__Work to complete__:
Which lines of the records contain the word "Receiver"? Show each of them.

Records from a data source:

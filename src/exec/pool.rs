/// Bounded sandbox capacity
///
/// A fixed number of tokens circulate through a channel. Holding a permit
/// means holding a token; dropping the permit puts it back.
use crate::config::types::{Result, ScriptboxError};
use crossbeam_channel::{bounded, Receiver, RecvTimeoutError, Sender, TryRecvError};
use std::time::{Duration, Instant};

pub struct SandboxPool {
    capacity: usize,
    tokens: Receiver<()>,
    returns: Sender<()>,
}

/// Right to run one sandbox. Released on drop.
#[derive(Debug)]
pub struct SandboxPermit {
    returns: Sender<()>,
}

impl Drop for SandboxPermit {
    fn drop(&mut self) {
        if self.returns.try_send(()).is_err() {
            log::error!("Sandbox pool token could not be returned");
        }
    }
}

impl SandboxPool {
    pub fn new(capacity: usize) -> Self {
        let (returns, tokens) = bounded(capacity);
        for _ in 0..capacity {
            // Cannot fail: the channel was sized for exactly these tokens
            let _ = returns.try_send(());
        }
        Self {
            capacity,
            tokens,
            returns,
        }
    }

    pub fn capacity(&self) -> usize {
        self.capacity
    }

    /// Permits not currently held
    pub fn available(&self) -> usize {
        self.tokens.len()
    }

    /// Wait up to `timeout` for a free sandbox. A zero timeout never blocks.
    pub fn acquire(&self, timeout: Duration) -> Result<SandboxPermit> {
        let started = Instant::now();
        let acquired = if timeout.is_zero() {
            match self.tokens.try_recv() {
                Ok(()) => true,
                Err(TryRecvError::Empty) => false,
                Err(TryRecvError::Disconnected) => return Err(disconnected()),
            }
        } else {
            match self.tokens.recv_timeout(timeout) {
                Ok(()) => true,
                Err(RecvTimeoutError::Timeout) => false,
                Err(RecvTimeoutError::Disconnected) => return Err(disconnected()),
            }
        };

        if !acquired {
            let waited = started.elapsed();
            log::warn!("No sandbox free after {:?} ({} in use)", waited, self.capacity);
            return Err(ScriptboxError::SandboxBusy { waited });
        }
        Ok(SandboxPermit {
            returns: self.returns.clone(),
        })
    }
}

fn disconnected() -> ScriptboxError {
    ScriptboxError::SandboxUnavailable("sandbox pool is closed".to_string())
}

__Solution below__:
use crossbeam_channel::{bounded, Receiver, RecvTimeoutError, Sender, TryRecvError};
    tokens: Receiver<()>,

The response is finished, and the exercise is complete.